Saved entries
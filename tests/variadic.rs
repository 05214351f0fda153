// vim: tw=80
//! Variadic methods: direct per-element matchers, a single matcher covering
//! the whole collected tail, and registration-order precedence between
//! overlapping variadic expectations.

use understudy::matchers::{any, eq};
use understudy::{args, rets, values, Arg, Controller, Method, ReturnType};

fn ellip() -> Method {
    Method::new("Index.Ellip", 1).variadic()
}

fn summed() -> Method {
    Method::new("Index.Summed", 1)
        .variadic()
        .with_return(ReturnType::of::<i32>())
}

#[test]
fn the_direct_form_matches_one_element_per_matcher() {
    let ctrl = Controller::new();
    ctrl.expect(ellip(), args!["%d", 0, 1, 1, 2, 3]);

    ctrl.call(
        &ellip(),
        vec![Arg::of("%d"), Arg::variadic(values![0, 1, 1, 2, 3])],
    );
    ctrl.verify();
}

#[test]
fn the_collected_form_matches_any_tail_including_an_empty_one() {
    let ctrl = Controller::new();
    ctrl.expect(ellip(), args!["%d", any()]).times(2);

    ctrl.call(&ellip(), vec![Arg::of("%d"), Arg::variadic(values![])]);
    ctrl.call(
        &ellip(),
        vec![Arg::of("%d"), Arg::variadic(values![5, 6, 7, 8])],
    );
    ctrl.verify();
}

#[test]
fn a_single_trailing_matcher_also_matches_a_single_element() {
    let ctrl = Controller::new();
    ctrl.expect(ellip(), args!["%d", eq(5)]);

    ctrl.call(&ellip(), vec![Arg::of("%d"), Arg::variadic(values![5])]);
    ctrl.verify();
}

#[test]
fn no_trailing_matchers_require_an_empty_tail() {
    let ctrl = Controller::new();
    ctrl.expect(ellip(), args!["%d"]);

    ctrl.call(&ellip(), vec![Arg::of("%d"), Arg::variadic(values![])]);
    ctrl.verify();
}

#[test]
#[should_panic(expected = "unexpected call to Index.Ellip")]
fn no_trailing_matchers_reject_a_populated_tail() {
    let ctrl = Controller::new();
    ctrl.expect(ellip(), args!["%d"]);

    ctrl.call(&ellip(), vec![Arg::of("%d"), Arg::variadic(values![1])]);
}

#[test]
#[should_panic(expected = "unexpected call to Index.Ellip")]
fn a_direct_form_mismatch_is_reported() {
    let ctrl = Controller::new();
    ctrl.expect(ellip(), args!["%d", 0, 1]);

    ctrl.call(
        &ellip(),
        vec![Arg::of("%d"), Arg::variadic(values![0, 2])],
    );
}

#[test]
fn the_first_registered_variadic_expectation_wins() {
    let ctrl = Controller::new();
    ctrl.expect(summed(), args!["%d", 5, 6, 7, 8]).returns(rets![26i32]);
    ctrl.expect(summed(), args!["%d", any()])
        .times(2)
        .returns(rets![10i32])
        .returns(rets![0i32]);

    let first = ctrl.call(
        &summed(),
        vec![Arg::of("%d"), Arg::variadic(values![1, 2, 3, 4])],
    );
    let second = ctrl.call(
        &summed(),
        vec![Arg::of("%d"), Arg::variadic(values![5, 6, 7, 8])],
    );
    let third = ctrl.call(
        &summed(),
        vec![Arg::of("%d"), Arg::variadic(values![])],
    );
    assert_eq!(10, first.into_iter().next().unwrap().take::<i32>());
    assert_eq!(26, second.into_iter().next().unwrap().take::<i32>());
    assert_eq!(0, third.into_iter().next().unwrap().take::<i32>());
    ctrl.verify();
}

Activity
The reply must be a number and nothing more: the count of lines above that contain the word "ReturnType".

Answer space
2